Aalto University’s Department of Art and Media is coordinating a European wide project on preserving intangible cultural heritage and using it to address societal challenges with the help of immersive XR environments.
Researchers in front of Dipoli in a snowy landscape in Otaniemi
Researchers in front of Dipoli at the project launch meeting in January 2024. Photo: Patrizia Hongisto

The Intangible Cultural Heritage, Bridging the Past, Present, and Future (INT-ACT) project, funded by the Horizon Europe program, saw its beginning in Espoo, Finland in early 2024. Ten of the consortium members, plus a few more online, gathered together on a snowy January day at Aalto University campus in Otaniemi, Espoo, to set the footsteps for the work and collaboration of renowned European academic and research institutions.

The project seeks to develop and promote means of preserving intangible cultural heritage associated with tangible heritage sites across Europe. It focuses on exploring the vital role of intangible cultural heritage, encompassing traditions, practices, narratives, and knowledge that shape our cultural identity, and foster a sense of belonging that serves as a bridge between the past, present, and future.
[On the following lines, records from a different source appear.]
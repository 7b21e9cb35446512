//! Match reports and their serialized, retrying delivery.

use std::fmt;
use std::time::Duration;

use async_trait::async_trait;
use chrono::Local;
use tokio::sync::Mutex;
use tracing::{error, info, warn};

use crate::chats::RawMessage;
use crate::classifier::normalize;

/// Keep reports under the platform's 4096-character message limit.
const MAX_EXCERPT_CHARS: usize = 3500;

// ─────────────────────────── Match report ────────────────────────────────

/// One detected request, ready to be rendered and delivered.
#[derive(Debug, Clone)]
pub struct MatchReport {
    pub chat_title: String,
    pub message_id: i32,
    pub link: Option<String>,
    /// Formatted local time; only set by the backfill scan.
    pub timestamp: Option<String>,
    pub excerpt: String,
}

impl MatchReport {
    pub fn from_message(msg: &RawMessage) -> Self {
        let normalized = normalize(Some(&msg.text));
        let excerpt = if normalized.chars().count() > MAX_EXCERPT_CHARS {
            let mut cut: String = normalized.chars().take(MAX_EXCERPT_CHARS).collect();
            cut.push('…');
            cut
        } else {
            normalized
        };

        Self {
            chat_title: msg.chat_title.clone(),
            message_id: msg.message_id,
            link: msg.public_link(),
            timestamp: None,
            excerpt,
        }
    }

    /// Attach the message time, rendered in the local timezone.
    pub fn with_timestamp(mut self, msg: &RawMessage) -> Self {
        self.timestamp = Some(
            msg.timestamp
                .with_timezone(&Local)
                .format("%Y-%m-%d %H:%M")
                .to_string(),
        );
        self
    }

    /// Short single-line form for logs.
    pub fn summary(&self) -> String {
        let head: String = self.excerpt.chars().take(120).collect();
        format!("{} #{} | {head}", self.chat_title, self.message_id)
    }
}

impl fmt::Display for MatchReport {
    fn fmt(&self, f: &mut fmt::Formatter<'_>) -> fmt::Result {
        writeln!(f, "🔎 Обнаружен запрос репетитора")?;
        writeln!(f, "👥 Чат: {}", self.chat_title)?;
        writeln!(f, "🧷 Сообщение #{}", self.message_id)?;
        writeln!(
            f,
            "🔗 {}",
            self.link.as_deref().unwrap_or("(приватный чат)")
        )?;
        if let Some(ts) = &self.timestamp {
            writeln!(f, "🕒 {ts}")?;
        }
        write!(f, "\n{}", self.excerpt)
    }
}

// ─────────────────────────── Sink ────────────────────────────────────────

/// Why a single send attempt failed.
#[derive(Debug, thiserror::Error)]
pub enum SendError {
    /// The platform asked us to wait before sending again.
    #[error("rate limited, retry after {0:?}")]
    RateLimited(Duration),
    #[error(transparent)]
    Failed(#[from] anyhow::Error),
}

/// The fixed private destination for reports.
#[async_trait]
pub trait NotificationSink: Send + Sync {
    async fn send(&self, text: &str) -> Result<(), SendError>;
}

// ─────────────────────────── Dispatcher ──────────────────────────────────

#[derive(Debug, Clone)]
pub struct DispatchCfg {
    /// Generic-error attempts before a report is dropped.
    pub max_attempts: u32,
    /// Backoff after failed attempt `n` is `n * backoff_step`.
    pub backoff_step: Duration,
    /// Added on top of every platform-advertised wait.
    pub rate_limit_margin: Duration,
    /// Pause after a successful send, still holding the lock.
    pub throttle: Duration,
}

impl Default for DispatchCfg {
    fn default() -> Self {
        Self {
            max_attempts: 5,
            backoff_step: Duration::from_secs(2),
            rate_limit_margin: Duration::from_secs(1),
            throttle: Duration::from_millis(300),
        }
    }
}

impl DispatchCfg {
    /// Sleep before resending after the platform advertised `wait`.
    fn rate_limit_pause(&self, wait: Duration) -> Duration {
        wait.saturating_add(self.rate_limit_margin)
    }

    /// Sleep after failed attempt number `attempt`.
    fn backoff(&self, attempt: u32) -> Duration {
        self.backoff_step.saturating_mul(attempt)
    }
}

/// Delivers reports one at a time, process-wide.
pub struct Dispatcher {
    sink: Box<dyn NotificationSink>,
    cfg: DispatchCfg,
    in_flight: Mutex<()>,
}

impl Dispatcher {
    pub fn new(sink: Box<dyn NotificationSink>, cfg: DispatchCfg) -> Self {
        Self {
            sink,
            cfg,
            in_flight: Mutex::new(()),
        }
    }

    /// Deliver `text`, retrying as needed.  Returns `false` once the retry
    /// ceiling is exhausted; the report is then dropped.
    ///
    /// Rate-limit waits do not consume attempts.
    pub async fn deliver(&self, text: &str) -> bool {
        let _guard = self.in_flight.lock().await;
        let max_attempts = self.cfg.max_attempts.max(1);
        let mut attempt: u32 = 1;

        loop {
            match self.sink.send(text).await {
                Ok(()) => {
                    if !self.cfg.throttle.is_zero() {
                        tokio::time::sleep(self.cfg.throttle).await;
                    }
                    return true;
                }
                Err(SendError::RateLimited(wait)) => {
                    info!("Rate limited; waiting {}s before resending", wait.as_secs());
                    tokio::time::sleep(self.cfg.rate_limit_pause(wait)).await;
                }
                Err(SendError::Failed(e)) => {
                    if attempt >= max_attempts {
                        error!("Delivery failed after {attempt} attempt(s), dropping: {e:#}");
                        return false;
                    }
                    let backoff = self.cfg.backoff(attempt);
                    warn!(
                        "Delivery attempt {attempt}/{max_attempts} failed: {e:#}; retrying in {}ms",
                        backoff.as_millis()
                    );
                    tokio::time::sleep(backoff).await;
                    attempt += 1;
                }
            }
        }
    }

    /// Render and deliver a report.
    pub async fn deliver_report(&self, report: &MatchReport) -> bool {
        self.deliver(&report.to_string()).await
    }
}

impl fmt::Display for Dispatcher {
    fn fmt(&self, f: &mut fmt::Formatter<'_>) -> fmt::Result {
        write!(
            f,
            "Dispatcher(max_attempts={}, backoff={}ms, margin={}ms, throttle={}ms)",
            self.cfg.max_attempts,
            self.cfg.backoff_step.as_millis(),
            self.cfg.rate_limit_margin.as_millis(),
            self.cfg.throttle.as_millis(),
        )
    }
}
The INT-ACT project aims at creating immersive Extended Reality (XR) experiences for visitors at four tangible cultural heritage sites across Europe, in Portugal, Scotland, Finland, and Greece. The initiative aims to provide new perspectives for societal transformation and address contemporary societal challenges amidst global historical shifts.

‘What is important here, is that we are exploring and creating new ways of engaging both local people and visitors to our selected sites, to experience and understand the significance of these site not only as tangible cultural heritage worth preserving, but also their role as sources of our shared human experiences, narratives, history, traditions, and intangible cultural heritage. Immersive XR environments can help us preserve and more widely share these diverse elements of our intangible cultural heritage’, says Professor Masood Masoodian, scientific leader of the INT-ACT project.

Addressing societal challenges

The project will result in the development of four XR-based demonstrators, one for each of the sites. The demonstrators will offer immersive experiences of intangible heritage related to physical heritage sites in a way that brings together local narratives, while addressing specific societal challenges. In relation to the site-related augmented reality experiences, the project will forge frameworks for addressing cultural tourism, ageing societies, disappearing communities, and immigration and multiculturalism.

A research team walking in a summer landscape in Portugal, photographed from behind
A team of researchers visited the research site in Mora, Portugal in April 2024. Photo: Masood Masoodian

In April, Professor Masoodian and postdoctoral researcher Inkeri Aula of the Aalto Visual Communication Design (AVCD) research group visited several megalithic sites in Alentejo region of Portugal, where Aula, an anthropologist, conducted a narrative workshop and ethnographic interviews about experiences related to these sites with the locals. 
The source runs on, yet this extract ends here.